use std::sync::Arc;

use async_trait::async_trait;
use bytes::Bytes;
use chat_core::ChatMessage;
use tokio::task::JoinHandle;
use transport_bus::{Bus, BusResult};

use crate::bridge::{BridgeError, BusBridge};
use crate::hub::{DeliveryReport, Hub, HubConfig, HubError, SessionHandle, SessionId};
use crate::reporter::LoadReporter;
use crate::session::SessionHost;
use crate::store::{MessageStore, StoreError};

/// A chat process: its hub, its bus bridge and its message store.
#[derive(Clone)]
pub struct ChatNode {
    hub: Hub,
    bridge: BusBridge,
    store: Arc<dyn MessageStore>,
}

/// Background tasks owned by a running node.
pub struct NodeTasks {
    pub dispatch: JoinHandle<()>,
    pub bridge: JoinHandle<BridgeError>,
}

impl ChatNode {
    pub async fn start(
        address: impl Into<String>,
        bus: Arc<dyn Bus>,
        channel: impl Into<String>,
        store: Arc<dyn MessageStore>,
        reporter: Arc<dyn LoadReporter>,
        hub_config: HubConfig,
    ) -> Result<(Self, NodeTasks), BridgeError> {
        let address = address.into();
        let (hub, dispatch) = Hub::spawn(address.clone(), reporter, hub_config);
        let bridge = BusBridge::new(bus, channel, address);
        let bridge_task = match bridge.start(hub.clone()).await {
            Ok(task) => task,
            Err(err) => {
                dispatch.abort();
                return Err(err);
            }
        };
        Ok((
            Self { hub, bridge, store },
            NodeTasks {
                dispatch,
                bridge: bridge_task,
            },
        ))
    }

    pub fn hub(&self) -> &Hub {
        &self.hub
    }

    pub fn bridge(&self) -> &BusBridge {
        &self.bridge
    }

    pub fn store(&self) -> &Arc<dyn MessageStore> {
        &self.store
    }
}

#[async_trait]
impl SessionHost for ChatNode {
    fn address(&self) -> &str {
        self.hub.address()
    }

    async fn register(&self, session: SessionHandle) -> Result<bool, HubError> {
        self.hub.register(session).await
    }

    async fn unregister(&self, id: SessionId) -> Result<bool, HubError> {
        self.hub.unregister(id).await
    }

    async fn deliver_local(&self, payload: Bytes) -> Result<DeliveryReport, HubError> {
        self.hub.deliver_local(payload).await
    }

    async fn save(&self, message: ChatMessage) -> Result<ChatMessage, StoreError> {
        self.store.save(message).await
    }

    async fn publish(&self, payload: Bytes) -> BusResult<()> {
        self.bridge.publish(payload).await
    }
}
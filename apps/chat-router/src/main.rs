use anyhow::{Context, Result};
use chat_router::config::{Cli, RouterConfig};
use chat_router::registry::RoutingRegistry;
use chat_router::routes;
use chat_router::telemetry::init_tracing;
use clap::Parser;
use tokio::signal;
use tracing::info;

#[tokio::main]
async fn main() -> Result<()> {
    let config = RouterConfig::try_from(Cli::parse())?;
    init_tracing(&config.log_filter)?;

    let registry = RoutingRegistry::new();
    let app = routes::router(registry);

    let listener = tokio::net::TcpListener::bind(config.listen_addr)
        .await
        .context("failed to bind listener")?;
    info!(addr = %config.listen_addr, "chat-router listening");

    axum::serve(listener, app)
        .with_graceful_shutdown(shutdown_signal())
        .await
        .context("server shutdown with error")?;

    info!("chat-router stopped");
    Ok(())
}

async fn shutdown_signal() {
    let _ = signal::ctrl_c().await;
}
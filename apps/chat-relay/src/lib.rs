//! Chat relay process.
//!
//! Each relay holds a subset of client WebSocket connections in its [`hub`],
//! relays every inbound message to its own clients and, through the
//! [`bridge`], to every other relay subscribed to the same bus channel. The
//! relay keeps the router informed of its session count via [`reporter`].

pub mod bridge;
pub mod config;
pub mod hub;
pub mod node;
pub mod reporter;
pub mod routes;
pub mod session;
pub mod state;
pub mod store;
pub mod telemetry;
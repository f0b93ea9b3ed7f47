use std::net::SocketAddr;

use anyhow::Context;
use clap::Parser;

#[derive(Debug, Clone)]
pub struct RouterConfig {
    pub listen_addr: SocketAddr,
    pub log_filter: String,
}

#[derive(Debug, Parser)]
#[command(
    name = "chat-router",
    author,
    version,
    about = "Routes new chat clients to the least-loaded relay"
)]
pub struct Cli {
    /// Address to bind the HTTP listener to.
    #[arg(long, env = "CHAT_ROUTER_LISTEN_ADDR", default_value = "0.0.0.0:9000")]
    pub listen_addr: String,

    /// Tracing filter used when RUST_LOG is unset.
    #[arg(long, env = "CHAT_ROUTER_LOG", default_value = "info")]
    pub log_filter: String,
}

impl TryFrom<Cli> for RouterConfig {
    type Error = anyhow::Error;

    fn try_from(cli: Cli) -> Result<Self, Self::Error> {
        let listen_addr: SocketAddr = cli
            .listen_addr
            .parse()
            .with_context(|| format!("invalid listen address: {}", cli.listen_addr))?;
        Ok(RouterConfig {
            listen_addr,
            log_filter: cli.log_filter,
        })
    }
}

#[cfg(test)]
mod tests {
    use super::*;

    #[test_timeout::timeout]
    fn defaults_parse() {
        let cli = Cli::parse_from(["chat-router"]);
        let config = RouterConfig::try_from(cli).unwrap();
        assert_eq!(config.listen_addr.port(), 9000);
    }

    #[test_timeout::timeout]
    fn rejects_bad_listen_addr() {
        let cli = Cli::parse_from(["chat-router", "--listen-addr", "nowhere"]);
        assert!(RouterConfig::try_from(cli).is_err());
    }
}
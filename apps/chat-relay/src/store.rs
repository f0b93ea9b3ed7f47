use std::str::FromStr;
use std::time::Duration;

use async_trait::async_trait;
use chat_core::ChatMessage;
use chrono::{DateTime, Utc};
use sqlx::sqlite::{SqliteConnectOptions, SqliteJournalMode, SqlitePool, SqlitePoolOptions};
use sqlx::FromRow;
use thiserror::Error;
use tokio::sync::Mutex;
use tracing::info;

#[derive(Debug, Error)]
pub enum StoreError {
    #[error("database error: {0}")]
    Database(#[from] sqlx::Error),
    #[error("migration failed: {0}")]
    Migrate(#[from] sqlx::migrate::MigrateError),
}

/// Durable chat history.
#[async_trait]
pub trait MessageStore: Send + Sync {
    /// Persists the message and returns it with its assigned id.
    async fn save(&self, message: ChatMessage) -> Result<ChatMessage, StoreError>;

    /// Up to `limit` most recent messages, newest first.
    async fn recent(&self, limit: u32) -> Result<Vec<ChatMessage>, StoreError>;
}

#[derive(Debug, FromRow)]
struct MessageRow {
    id: i64,
    username: String,
    message: String,
    server: String,
    timestamp: DateTime<Utc>,
}

impl From<MessageRow> for ChatMessage {
    fn from(row: MessageRow) -> Self {
        ChatMessage {
            id: Some(row.id),
            username: row.username,
            content: row.message,
            server: row.server,
            timestamp: row.timestamp,
        }
    }
}

#[derive(Clone)]
pub struct SqliteMessageStore {
    pool: SqlitePool,
}

impl SqliteMessageStore {
    pub async fn connect(url: &str) -> Result<Self, StoreError> {
        let options = SqliteConnectOptions::from_str(url)?
            .create_if_missing(true)
            .journal_mode(SqliteJournalMode::Wal)
            .busy_timeout(Duration::from_secs(5));
        let pool = SqlitePoolOptions::new()
            .max_connections(5)
            .connect_with(options)
            .await?;
        let store = Self { pool };
        store.migrate().await?;
        info!(database = %url, "message store ready");
        Ok(store)
    }

    /// Single-connection in-memory database; the connection is pinned so the
    /// schema outlives idle periods.
    pub async fn in_memory() -> Result<Self, StoreError> {
        let options = SqliteConnectOptions::from_str("sqlite::memory:")?;
        let pool = SqlitePoolOptions::new()
            .max_connections(1)
            .min_connections(1)
            .idle_timeout(None)
            .max_lifetime(None)
            .connect_with(options)
            .await?;
        let store = Self { pool };
        store.migrate().await?;
        Ok(store)
    }

    async fn migrate(&self) -> Result<(), StoreError> {
        sqlx::migrate!("./migrations").run(&self.pool).await?;
        Ok(())
    }
}

#[async_trait]
impl MessageStore for SqliteMessageStore {
    async fn save(&self, message: ChatMessage) -> Result<ChatMessage, StoreError> {
        let result = sqlx::query(
            "INSERT INTO messages (username, message, server, timestamp) VALUES (?, ?, ?, ?)",
        )
        .bind(&message.username)
        .bind(&message.content)
        .bind(&message.server)
        .bind(message.timestamp)
        .execute(&self.pool)
        .await?;
        Ok(message.with_id(result.last_insert_rowid()))
    }

    async fn recent(&self, limit: u32) -> Result<Vec<ChatMessage>, StoreError> {
        let rows: Vec<MessageRow> = sqlx::query_as(
            "SELECT id, username, message, server, timestamp FROM messages ORDER BY id DESC LIMIT ?",
        )
        .bind(i64::from(limit))
        .fetch_all(&self.pool)
        .await?;
        Ok(rows.into_iter().map(ChatMessage::from).collect())
    }
}

#[derive(Default)]
pub struct InMemoryMessageStore {
    messages: Mutex<Vec<ChatMessage>>,
}

impl InMemoryMessageStore {
    pub fn new() -> Self {
        Self::default()
    }

    pub async fn len(&self) -> usize {
        self.messages.lock().await.len()
    }

    pub async fn is_empty(&self) -> bool {
        self.len().await == 0
    }
}

#[async_trait]
impl MessageStore for InMemoryMessageStore {
    async fn save(&self, message: ChatMessage) -> Result<ChatMessage, StoreError> {
        let mut messages = self.messages.lock().await;
        let stored = message.with_id(messages.len() as i64 + 1);
        messages.push(stored.clone());
        Ok(stored)
    }

    async fn recent(&self, limit: u32) -> Result<Vec<ChatMessage>, StoreError> {
        let messages = self.messages.lock().await;
        Ok(messages
            .iter()
            .rev()
            .take(limit as usize)
            .cloned()
            .collect())
    }
}
use axum::{
    body::Bytes,
    extract::State,
    http::StatusCode,
    response::{IntoResponse, Response},
    routing::{get, post},
    Json, Router,
};
use chat_core::LoadReport;
use serde::Serialize;
use tower_http::cors::CorsLayer;
use tower_http::trace::TraceLayer;
use tracing::{debug, info, warn};

use crate::registry::{ReportOutcome, RoutingError, RoutingRegistry};

pub fn router(registry: RoutingRegistry) -> Router {
    Router::new()
        .route("/healthz", get(health))
        .route("/register", post(register_server))
        .route("/update", post(update_server))
        .route("/get", get(select_server))
        .route("/servers", get(list_servers))
        .layer(CorsLayer::permissive())
        .layer(TraceLayer::new_for_http())
        .with_state(registry)
}

async fn health() -> &'static str {
    "ok"
}

#[derive(Debug)]
pub enum ApiError {
    BadRequest(String),
    Unavailable(RoutingError),
}

#[derive(Debug, Serialize)]
struct ApiErrorBody<'a> {
    error: &'a str,
    message: Option<String>,
}

impl IntoResponse for ApiError {
    fn into_response(self) -> Response {
        match self {
            ApiError::BadRequest(message) => (
                StatusCode::BAD_REQUEST,
                Json(ApiErrorBody {
                    error: "bad_request",
                    message: Some(message),
                }),
            )
                .into_response(),
            ApiError::Unavailable(err) => (
                StatusCode::SERVICE_UNAVAILABLE,
                Json(ApiErrorBody {
                    error: "no_servers_available",
                    message: Some(err.to_string()),
                }),
            )
                .into_response(),
        }
    }
}

impl From<serde_json::Error> for ApiError {
    fn from(err: serde_json::Error) -> Self {
        ApiError::BadRequest(format!("invalid load report: {err}"))
    }
}

/// Decodes a report regardless of content type; only bodies that are not a
/// valid report are rejected.
fn decode_report(body: &[u8], action: &'static str) -> Result<LoadReport, ApiError> {
    serde_json::from_slice(body).map_err(|err| {
        warn!(action, error = %err, "rejected load report body");
        ApiError::from(err)
    })
}

impl From<RoutingError> for ApiError {
    fn from(err: RoutingError) -> Self {
        ApiError::Unavailable(err)
    }
}

async fn register_server(
    State(registry): State<RoutingRegistry>,
    body: Bytes,
) -> Result<StatusCode, ApiError> {
    let report = decode_report(&body, "register")?;
    let address = report.address.clone();
    let load = report.load;
    registry.report_load(report);
    info!(%address, load, "server registered");
    Ok(StatusCode::OK)
}

async fn update_server(
    State(registry): State<RoutingRegistry>,
    body: Bytes,
) -> Result<StatusCode, ApiError> {
    let report = decode_report(&body, "update")?;
    let address = report.address.clone();
    let load = report.load;
    match registry.report_load(report) {
        ReportOutcome::Updated { previous } => {
            debug!(%address, previous, load, "load updated");
        }
        ReportOutcome::Inserted => {
            info!(%address, load, "server auto-registered from load update");
        }
    }
    Ok(StatusCode::OK)
}

async fn select_server(
    State(registry): State<RoutingRegistry>,
) -> Result<Json<LoadReport>, ApiError> {
    match registry.select_best() {
        Ok(best) => {
            debug!(address = %best.address, load = best.load, "selected server");
            Ok(Json(best))
        }
        Err(err) => {
            warn!("selection requested with no registered servers");
            Err(err.into())
        }
    }
}

async fn list_servers(State(registry): State<RoutingRegistry>) -> Json<Vec<LoadReport>> {
    Json(registry.snapshot())
}
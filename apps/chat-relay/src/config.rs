use std::net::SocketAddr;
use std::time::Duration;

use anyhow::{ensure, Context};
use clap::Parser;

use crate::bridge::DEFAULT_CHANNEL;
use crate::session::SessionConfig;
use crate::telemetry::TelemetryConfig;

#[derive(Debug, Clone)]
pub struct RelayConfig {
    pub listen_addr: SocketAddr,
    /// Address clients are steered to and that tags outgoing messages.
    pub public_address: String,
    pub redis_url: String,
    pub bus_channel: String,
    pub database_url: String,
    pub router_url: Option<String>,
    pub register_attempts: u32,
    pub register_backoff: Duration,
    pub session: SessionConfig,
    pub shutdown_grace: Duration,
    pub telemetry: TelemetryConfig,
}

#[derive(Debug, Parser)]
#[command(
    name = "chat-relay",
    author,
    version,
    about = "Chat relay: WebSocket sessions fanned out across processes over Redis"
)]
pub struct Cli {
    /// Address to bind the HTTP/WebSocket listener to.
    #[arg(long, env = "CHAT_RELAY_LISTEN_ADDR", default_value = "127.0.0.1:8080")]
    pub listen_addr: String,

    /// Address advertised to the router; defaults to ws://<listen-addr>.
    #[arg(long, env = "CHAT_RELAY_PUBLIC_ADDRESS")]
    pub public_address: Option<String>,

    /// Redis connection URI for the cross-process message bus.
    #[arg(long, env = "CHAT_RELAY_REDIS_URL", default_value = "redis://127.0.0.1:6379")]
    pub redis_url: String,

    #[arg(long, env = "CHAT_RELAY_BUS_CHANNEL", default_value = DEFAULT_CHANNEL)]
    pub bus_channel: String,

    /// SQLite database holding chat history.
    #[arg(
        long,
        env = "CHAT_RELAY_DATABASE_URL",
        default_value = "sqlite://chat.db?mode=rwc"
    )]
    pub database_url: String,

    /// Router base URL. Without it the relay runs standalone.
    #[arg(long, env = "CHAT_RELAY_ROUTER_URL")]
    pub router_url: Option<String>,

    #[arg(long, env = "CHAT_RELAY_REGISTER_ATTEMPTS", default_value_t = 5)]
    pub register_attempts: u32,

    #[arg(long, env = "CHAT_RELAY_REGISTER_BACKOFF_MS", default_value_t = 1000)]
    pub register_backoff_ms: u64,

    /// Per-session outbound queue capacity.
    #[arg(long, env = "CHAT_RELAY_OUTBOUND_BUFFER", default_value_t = 256)]
    pub outbound_buffer: usize,

    #[arg(long, env = "CHAT_RELAY_PING_INTERVAL_SECS", default_value_t = 54)]
    pub ping_interval_secs: u64,

    #[arg(long, env = "CHAT_RELAY_PONG_WAIT_SECS", default_value_t = 60)]
    pub pong_wait_secs: u64,

    #[arg(long, env = "CHAT_RELAY_WRITE_WAIT_SECS", default_value_t = 10)]
    pub write_wait_secs: u64,

    /// Grace period applied during shutdown.
    #[arg(long, env = "CHAT_RELAY_SHUTDOWN_GRACE_SECS", default_value_t = 5)]
    pub shutdown_grace_secs: u64,

    /// Log filter used when RUST_LOG is unset.
    #[arg(long, env = "CHAT_RELAY_LOG", default_value = "info")]
    pub log_filter: String,

    /// Also export tracing spans to stdout via OpenTelemetry.
    #[arg(
        long,
        env = "CHAT_RELAY_OTEL_STDOUT",
        value_parser = clap::builder::BoolishValueParser::new(),
        default_value_t = false,
        num_args = 0..=1,
        default_missing_value = "true"
    )]
    pub otel_stdout: bool,
}

impl TryFrom<Cli> for RelayConfig {
    type Error = anyhow::Error;

    fn try_from(cli: Cli) -> Result<Self, Self::Error> {
        let listen_addr: SocketAddr = cli
            .listen_addr
            .parse()
            .with_context(|| format!("invalid listen address: {}", cli.listen_addr))?;
        ensure!(cli.outbound_buffer > 0, "outbound buffer must be positive");
        ensure!(
            cli.ping_interval_secs < cli.pong_wait_secs,
            "ping interval ({}s) must be shorter than pong wait ({}s)",
            cli.ping_interval_secs,
            cli.pong_wait_secs
        );
        ensure!(cli.ping_interval_secs > 0, "ping interval must be positive");
        ensure!(!cli.log_filter.trim().is_empty(), "log filter must not be empty");

        let public_address = cli
            .public_address
            .filter(|addr| !addr.trim().is_empty())
            .unwrap_or_else(|| format!("ws://{listen_addr}"));
        let router_url = cli.router_url.filter(|url| !url.trim().is_empty());

        Ok(RelayConfig {
            listen_addr,
            public_address,
            redis_url: cli.redis_url,
            bus_channel: cli.bus_channel,
            database_url: cli.database_url,
            router_url,
            register_attempts: cli.register_attempts.max(1),
            register_backoff: Duration::from_millis(cli.register_backoff_ms),
            session: SessionConfig {
                outbound_buffer: cli.outbound_buffer,
                ping_interval: Duration::from_secs(cli.ping_interval_secs),
                pong_wait: Duration::from_secs(cli.pong_wait_secs),
                write_wait: Duration::from_secs(cli.write_wait_secs),
            },
            shutdown_grace: Duration::from_secs(cli.shutdown_grace_secs),
            telemetry: TelemetryConfig {
                log_filter: cli.log_filter,
                otel_stdout: cli.otel_stdout,
            },
        })
    }
}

· · · ·

**About this task:**
Print the lines above from the one with "use crate::reporter::LoadReporter;" through the one with "async fn deliver_local(&self, payload: Bytes)", both included, exactly as written and nothing more.

**Answer to this exercise:**
use crate::reporter::LoadReporter;
use crate::session::SessionHost;
use crate::store::{MessageStore, StoreError};

/// A chat process: its hub, its bus bridge and its message store.
#[derive(Clone)]
pub struct ChatNode {
    hub: Hub,
    bridge: BusBridge,
    store: Arc<dyn MessageStore>,
}

/// Background tasks owned by a running node.
pub struct NodeTasks {
    pub dispatch: JoinHandle<()>,
    pub bridge: JoinHandle<BridgeError>,
}

impl ChatNode {
    pub async fn start(
        address: impl Into<String>,
        bus: Arc<dyn Bus>,
        channel: impl Into<String>,
        store: Arc<dyn MessageStore>,
        reporter: Arc<dyn LoadReporter>,
        hub_config: HubConfig,
    ) -> Result<(Self, NodeTasks), BridgeError> {
        let address = address.into();
        let (hub, dispatch) = Hub::spawn(address.clone(), reporter, hub_config);
        let bridge = BusBridge::new(bus, channel, address);
        let bridge_task = match bridge.start(hub.clone()).await {
            Ok(task) => task,
            Err(err) => {
                dispatch.abort();
                return Err(err);
            }
        };
        Ok((
            Self { hub, bridge, store },
            NodeTasks {
                dispatch,
                bridge: bridge_task,
            },
        ))
    }

    pub fn hub(&self) -> &Hub {
        &self.hub
    }

    pub fn bridge(&self) -> &BusBridge {
        &self.bridge
    }

    pub fn store(&self) -> &Arc<dyn MessageStore> {
        &self.store
    }
}

#[async_trait]
impl SessionHost for ChatNode {
    fn address(&self) -> &str {
        self.hub.address()
    }

    async fn register(&self, session: SessionHandle) -> Result<bool, HubError> {
        self.hub.register(session).await
    }

    async fn unregister(&self, id: SessionId) -> Result<bool, HubError> {
        self.hub.unregister(id).await
    }

    async fn deliver_local(&self, payload: Bytes) -> Result<DeliveryReport, HubError> {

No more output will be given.